Mir wäre die Übstandshöhe auch nicht so wichtig. Leider ist es halt wie immer im Leben: Wenn das Kind einmal in den Brunnen gefallen ist - das heißt nach einer Tour auf Gran Canaria mit einem Canndonale 120 Xlr in Größe S mit blauen Flecken im Schritt - kann man noch so gut argumentieren, da kommt nichts an . Und wenn sie sich dabei besser fühlt such ich halt schon eine ganze lange Zeit nach niedrigen Überstandshöhen ;-). Aber die Beiträge helfen mir auf jedenfall schonmal gut weiter. Das Giant Trance W ist ja mal z.b sehr gut. UNd das mit der Liteville klingt auch nicht so verkehrt. Mal schauen wie am WE das Helius AC in Größe S sich fährt und dann mal schauen. 

Vielen Dank schonmal für die vielen Beiträge


----------



## MTB-News.de




----------



## Votec Tox (13. September 2013)

scylla schrieb:


> ....
> Nicht falsch verstehen, ist nicht bös gemeint... aber das wäre wirklich der bessere Weg als krampfhaft nach einem Rahmen mit möglichst geringer Überstandshöhe zu suchen. Wenn's ernsthaft ins steilere Gelände geht ist die Überstandshöhe, egal wie klein sie sein mag, eh nie klein genug
> ...
> Ich achte beim Rahmenkauf auch eher auf die Sitzrohrlänge als auf die Überstandshöhe, da erstere beim Fahren relevant ist, zweitere für mich eigentlich nie (solange ich im Flachen halbwegs bequem drüber stehen kann)...
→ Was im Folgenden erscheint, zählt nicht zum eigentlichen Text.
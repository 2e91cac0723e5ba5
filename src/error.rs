//! Error types for cvxcanon.

use thiserror::Error;

/// Error type for cvxcanon operations.
#[derive(Debug, Error)]
pub enum CanonError {
    /// A variable with this name is already declared.
    #[error("Duplicate variable name: {0}")]
    DuplicateName(String),

    /// The variable is not declared in the table.
    #[error("Unknown variable: {0}")]
    UnknownVariable(String),

    /// No constraint matches the given key or handle.
    #[error("Unknown constraint: {0}")]
    UnknownConstraint(String),

    /// The variable is still referenced by a constraint or the objective.
    #[error("Variable in use: {0}")]
    InUse(String),

    /// A constraint index or (group, item) pair is out of range.
    #[error("Constraint index out of range: {0}")]
    IndexError(String),

    /// Shape mismatch.
    #[error("Shape mismatch: expected {expected}, got {got}")]
    ShapeError { expected: String, got: String },

    /// A quadratic form is not a sum of squares in the requested direction.
    #[error("Non-convex quadratic: {0}")]
    NonConvex(String),

    /// The problem does not meet the preconditions of dualization.
    #[error("Cannot dualize: {0}")]
    Dualization(String),

    /// Unknown option key or unparsable option value.
    #[error("Invalid option: {0}")]
    InvalidOption(String),

    /// A consumer cannot express some part of the standard form.
    #[error("Unsupported: {0}")]
    Unsupported(String),

    /// Solver error.
    #[error("Solver error: {0}")]
    Solver(String),

    /// I/O failure while exporting.
    #[error("I/O error: {0}")]
    Io(#[from] std::io::Error),

    #[error("Formatting error: {0}")]
    Fmt(#[from] std::fmt::Error),
}

impl CanonError {
    pub(crate) fn shape(expected: impl Into<String>, got: impl Into<String>) -> Self {
        CanonError::ShapeError {
            expected: expected.into(),
            got: got.into(),
        }
    }
}

/// Result type for cvxcanon operations.
pub type Result<T> = std::result::Result<T, CanonError>;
Die ganze Zeit beherrsche ich mich und denke, hoffentlich äußert sich Scylla noch dazu 
(Federweg und Überstandshöhe sind nunmal gegensätzlich )
Natürlich blöd, wenn es schon schmerzhafte blaue Flecken gab, aber ich mache die Beobachtung, daß Frauen (es sind meist Frauen), welche MtBs mit der bewußt niedrigen Überstandshöhe fahren, sodaß sie - wenn das Rad scheut - bequem nach vorn absteigen können, dies dann immer tun, also auch im steilen Gelände versuchen oder bei Situationen, wo ein seitliches oder nach hinten Abspringen wesentlich schmerzfreier wäre.
Somit gaukelt die niedrige Überstandshöhe auch etwas vor.

Wenn man nur Feldwege fährt (das meine ich nicht herablassend!), dann ist das ja o.k., man kann wie beim Körbchenfahrrad bequem nach vorn absteigen, aber dann braucht man auch nicht soviel Federweg und dann passen mehr Modelle von der Geometrie.
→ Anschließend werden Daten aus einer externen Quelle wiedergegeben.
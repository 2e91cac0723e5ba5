//! The variable table: declared variables and their flat index ranges.
//!
//! Variables are kept in declaration order. Each one owns a contiguous range
//! `[start, end)` of the flat coordinate space; ranges never overlap and their
//! union is always `[0, total_width)`.

use std::collections::{BTreeSet, HashMap};

use crate::error::{CanonError, Result};
use crate::expr::{VarKind, Variable, VariableBuilder};
use crate::solver::Backend;

/// All declared variables of a problem.
#[derive(Debug, Clone, Default)]
pub struct VariableTable {
    vars: Vec<Variable>,
    index: HashMap<String, usize>,
    total_width: usize,
}

impl VariableTable {
    pub fn new() -> Self {
        Self::default()
    }

    /// Declare a new variable at the end of the coordinate space.
    pub fn declare(&mut self, decl: VariableBuilder) -> Result<&Variable> {
        if self.index.contains_key(&decl.name) {
            return Err(CanonError::DuplicateName(decl.name));
        }
        if decl.kind == VarKind::Symmetric && !decl.shape.is_square() {
            return Err(CanonError::shape(
                "square shape for a symmetric variable",
                decl.shape.to_string(),
            ));
        }

        let width = decl.kind.width(decl.shape);
        let expand = |spec: &Option<crate::expr::BoundSpec>| -> Result<Option<Vec<f64>>> {
            match spec {
                None => Ok(None),
                Some(s) => s
                    .expand(width)
                    .map(Some)
                    .ok_or_else(|| CanonError::shape(format!("{} bounds", width), "bounds of another length")),
            }
        };
        let mut lower = expand(&decl.lower)?;
        let mut upper = expand(&decl.upper)?;
        if decl.kind == VarKind::Binary {
            lower = Some(tightened(lower, width, 0.0, f64::max));
            upper = Some(tightened(upper, width, 1.0, f64::min));
        }

        let start = self.total_width;
        let variable = Variable {
            name: decl.name,
            shape: decl.shape,
            kind: decl.kind,
            lower,
            upper,
            start,
            end: start + width,
            tags: BTreeSet::new(),
        };
        self.total_width += width;
        self.index.insert(variable.name.clone(), self.vars.len());
        self.vars.push(variable);

        let variable = &self.vars[self.vars.len() - 1];
        tracing::debug!(
            component = "variables",
            operation = "declare",
            name = %variable.name,
            kind = ?variable.kind,
            start = variable.start,
            end = variable.end,
            "Declared variable"
        );
        Ok(variable)
    }

    /// Remove a variable and shift every later range down by its width.
    pub fn retract(&mut self, name: &str) -> Result<Variable> {
        let pos = self
            .index
            .get(name)
            .copied()
            .ok_or_else(|| CanonError::UnknownVariable(name.to_string()))?;
        let removed = self.vars.remove(pos);
        self.renumber();
        tracing::debug!(
            component = "variables",
            operation = "retract",
            name = %removed.name,
            width = removed.width(),
            total_width = self.total_width,
            "Retracted variable"
        );
        Ok(removed)
    }

    /// Recompute every range and the name index from declaration order.
    ///
    /// This is the only place ranges are shifted.
    pub fn renumber(&mut self) {
        let mut offset = 0;
        self.index.clear();
        for (pos, var) in self.vars.iter_mut().enumerate() {
            let width = var.kind.width(var.shape);
            var.start = offset;
            var.end = offset + width;
            offset += width;
            self.index.insert(var.name.clone(), pos);
        }
        self.total_width = offset;
    }

    pub fn get(&self, name: &str) -> Option<&Variable> {
        self.index.get(name).map(|&pos| &self.vars[pos])
    }

    /// Like `get`, but an absent name is an error.
    pub fn require(&self, name: &str) -> Result<&Variable> {
        self.get(name)
            .ok_or_else(|| CanonError::UnknownVariable(name.to_string()))
    }

    pub fn contains(&self, name: &str) -> bool {
        self.index.contains_key(name)
    }

    /// Position of a variable in declaration order.
    pub fn position(&self, name: &str) -> Option<usize> {
        self.index.get(name).copied()
    }

    /// Variables in declaration order.
    pub fn iter(&self) -> impl Iterator<Item = &Variable> {
        self.vars.iter()
    }

    pub fn len(&self) -> usize {
        self.vars.len()
    }

    pub fn is_empty(&self) -> bool {
        self.vars.is_empty()
    }

    /// Width of the whole flat coordinate space.
    pub fn total_width(&self) -> usize {
        self.total_width
    }

    /// Flat lower bounds, `-inf` where none is declared.
    pub fn lower_bounds(&self) -> Vec<f64> {
        self.flat_bounds(|v| v.lower.as_deref(), f64::NEG_INFINITY)
    }

    /// Flat upper bounds, `+inf` where none is declared.
    pub fn upper_bounds(&self) -> Vec<f64> {
        self.flat_bounds(|v| v.upper.as_deref(), f64::INFINITY)
    }

    fn flat_bounds<'a>(&'a self, pick: impl Fn(&'a Variable) -> Option<&'a [f64]>, default: f64) -> Vec<f64> {
        let mut out = vec![default; self.total_width];
        for var in &self.vars {
            if let Some(vals) = pick(var) {
                out[var.start..var.end].copy_from_slice(vals);
            }
        }
        out
    }

    /// Flat columns restricted to integers (binary columns included).
    pub fn integer_columns(&self) -> Vec<usize> {
        self.columns_where(|k| k.is_integral())
    }

    /// Flat columns of binary variables.
    pub fn binary_columns(&self) -> Vec<usize> {
        self.columns_where(|k| k == VarKind::Binary)
    }

    fn columns_where(&self, pred: impl Fn(VarKind) -> bool) -> Vec<usize> {
        self.vars
            .iter()
            .filter(|v| pred(v.kind))
            .flat_map(|v| v.start..v.end)
            .collect()
    }

    /// Flat columns of semicontinuous and semi-integer variables.
    pub fn semicontinuous_columns(&self) -> Vec<usize> {
        self.columns_where(|k| matches!(k, VarKind::SemiContinuous | VarKind::SemiInteger))
    }

    /// Mark a variable as materialized for `backend`.
    pub(crate) fn tag(&mut self, pos: usize, backend: Backend) {
        self.vars[pos].tags.insert(backend);
    }

    /// Drop every materialization tag of every backend.
    pub(crate) fn clear_tags(&mut self) {
        for var in &mut self.vars {
            var.tags.clear();
        }
    }
}

fn tightened(bounds: Option<Vec<f64>>, width: usize, limit: f64, pick: fn(f64, f64) -> f64) -> Vec<f64> {
    match bounds {
        Some(vals) => vals.into_iter().map(|v| pick(v, limit)).collect(),
        None => vec![limit; width],
    }
}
Aber noch etwas zur gestellten Frage:
Das Cannondale Claymore hat auch eine sehr niedrige Überstandshöhe, trotz ordentlich Federweg, aber leider auch ein sehr tiefes Tretlager, aber das ist ja auch Geschmacksache.
Viel Freude beim Suchen, Probefahren usw.


----------



## KarinS (13. September 2013)

@ Thomas: wenn ich Deinen Nickname richtig deute kommst Du aus der Münchner Gegend? Ich wohne 50km südlich von München und fahre ein
Liteville MK10 mit 160mm Lyrik. Wenn sich's für Euch irgendwie mal
einrichten läßt, kann Deine Freundin gerne mal probe sitzen. Optional
bietet auch Trailxperience im Allgäu immmer Liteville Testrides an, das
wäre auch eine Möglichkeit für eine Probefahrt.


----------



## Chrige (13. September 2013)

ThomasMUC schrieb:


> Das Giant Trance W ist ja mal z.b sehr gut.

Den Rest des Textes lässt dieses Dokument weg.